[[ DATA FOR ANALYSIS, beginning ]]

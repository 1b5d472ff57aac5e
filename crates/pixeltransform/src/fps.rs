use std::time::Duration;

const NANOS_PER_SECOND: u64 = 1_000_000_000;

/// Gates display ticks down to a requested frame rate.
///
/// The controller is fed the timestamp of every frame-clock tick and answers
/// whether that tick should produce a frame. Accepted ticks become the new
/// baseline, so the cap is measured between frames actually drawn rather
/// than against a fixed grid.
#[derive(Debug, Clone, Default)]
pub struct FpsController {
    frame_rate: u32,
    interval_nanos: u64,
    last_accepted: Option<i64>,
}

impl FpsController {
    pub fn new(frame_rate: u32) -> Self {
        let mut controller = Self::default();
        controller.set_frame_rate(frame_rate);
        controller
    }

    /// Sets the cap in frames per second; `0` accepts every tick.
    ///
    /// The baseline is cleared so the first tick after a change is drawn.
    pub fn set_frame_rate(&mut self, frame_rate: u32) {
        self.frame_rate = frame_rate;
        // Round up so an accepted tick can never come earlier than 1/rate.
        self.interval_nanos = if frame_rate == 0 {
            0
        } else {
            NANOS_PER_SECOND.div_ceil(u64::from(frame_rate))
        };
        self.last_accepted = None;
    }

    pub fn frame_rate(&self) -> u32 {
        self.frame_rate
    }

    pub fn interval(&self) -> Option<Duration> {
        (self.interval_nanos > 0).then(|| Duration::from_nanos(self.interval_nanos))
    }

    /// Returns true when `timestamp_nanos` is far enough from the last
    /// accepted tick to honour the configured rate.
    pub fn advanced(&mut self, timestamp_nanos: i64) -> bool {
        let accept = match self.last_accepted {
            _ if self.interval_nanos == 0 => true,
            None => true,
            Some(last) => {
                let elapsed = timestamp_nanos.saturating_sub(last);
                elapsed >= 0 && elapsed as u64 >= self.interval_nanos
            }
        };
        if accept {
            self.last_accepted = Some(timestamp_nanos);
        }
        accept
    }
}

#[cfg(test)]
mod tests {
    use super::*;

    fn accepted(controller: &mut FpsController, step: i64, ticks: i64) -> Vec<i64> {
        (0..ticks)
            .map(|index| index * step)
            .filter(|&timestamp| controller.advanced(timestamp))
            .collect()
    }

    #[test]
    fn zero_rate_accepts_every_tick() {
        let mut controller = FpsController::new(0);
        assert_eq!(accepted(&mut controller, 16_666_667, 10).len(), 10);
        assert_eq!(controller.interval(), None);
    }

    #[test]
    fn thirty_fps_on_sixty_hz_takes_every_other_tick() {
        let mut controller = FpsController::new(30);
        let frames = accepted(&mut controller, 16_666_667, 12);
        assert_eq!(frames.len(), 6);
        assert!(frames.windows(2).all(|pair| pair[1] - pair[0] == 33_333_334));
    }

    #[test]
    fn acceptance_matches_elapsed_interval_for_many_rates() {
        for rate in [1_u32, 7, 24, 25, 30, 50, 59, 60] {
            for step in [4_000_000_i64, 8_333_333, 16_666_667, 33_333_333] {
                let mut controller = FpsController::new(rate);
                let interval = controller.interval().unwrap().as_nanos() as i64;
                let mut last: Option<i64> = None;
                for index in 0..240 {
                    let timestamp = 1_000 + index * step;
                    let expected = match last {
                        None => true,
                        Some(previous) => timestamp - previous >= interval,
                    };
                    assert_eq!(
                        controller.advanced(timestamp),
                        expected,
                        "rate={rate} step={step} tick={index}"
                    );
                    if expected {
                        last = Some(timestamp);
                    }
                }
            }
        }
    }

    #[test]
    fn interval_never_undershoots_one_over_rate() {
        let controller = FpsController::new(3);
        let interval = controller.interval().unwrap();
        assert!(interval.as_secs_f64() * 3.0 >= 1.0);
    }

    #[test]
    fn rate_change_resets_baseline() {
        let mut controller = FpsController::new(10);
        assert!(controller.advanced(0));
        assert!(!controller.advanced(50_000_000));
        controller.set_frame_rate(1);
        assert!(controller.advanced(60_000_000));
        assert!(!controller.advanced(500_000_000));
        assert!(controller.advanced(1_060_000_000));
    }
}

[[ DATA FOR ANALYSIS, end ]]

● EXERCISE GOAL
In the data above, repeat exactly each line from the first through the line that contains "let mut controller = Self::default();", and give nothing else.

● EXERCISE RESULT
repository 1b5d472ff57aac5e
filename crates/pixeltransform/src/fps.rs
use std::time::Duration;

const NANOS_PER_SECOND: u64 = 1_000_000_000;

/// Gates display ticks down to a requested frame rate.
///
/// The controller is fed the timestamp of every frame-clock tick and answers
/// whether that tick should produce a frame. Accepted ticks become the new
/// baseline, so the cap is measured between frames actually drawn rather
/// than against a fixed grid.
#[derive(Debug, Clone, Default)]
pub struct FpsController {
    frame_rate: u32,
    interval_nanos: u64,
    last_accepted: Option<i64>,
}

impl FpsController {
    pub fn new(frame_rate: u32) -> Self {
        let mut controller = Self::default();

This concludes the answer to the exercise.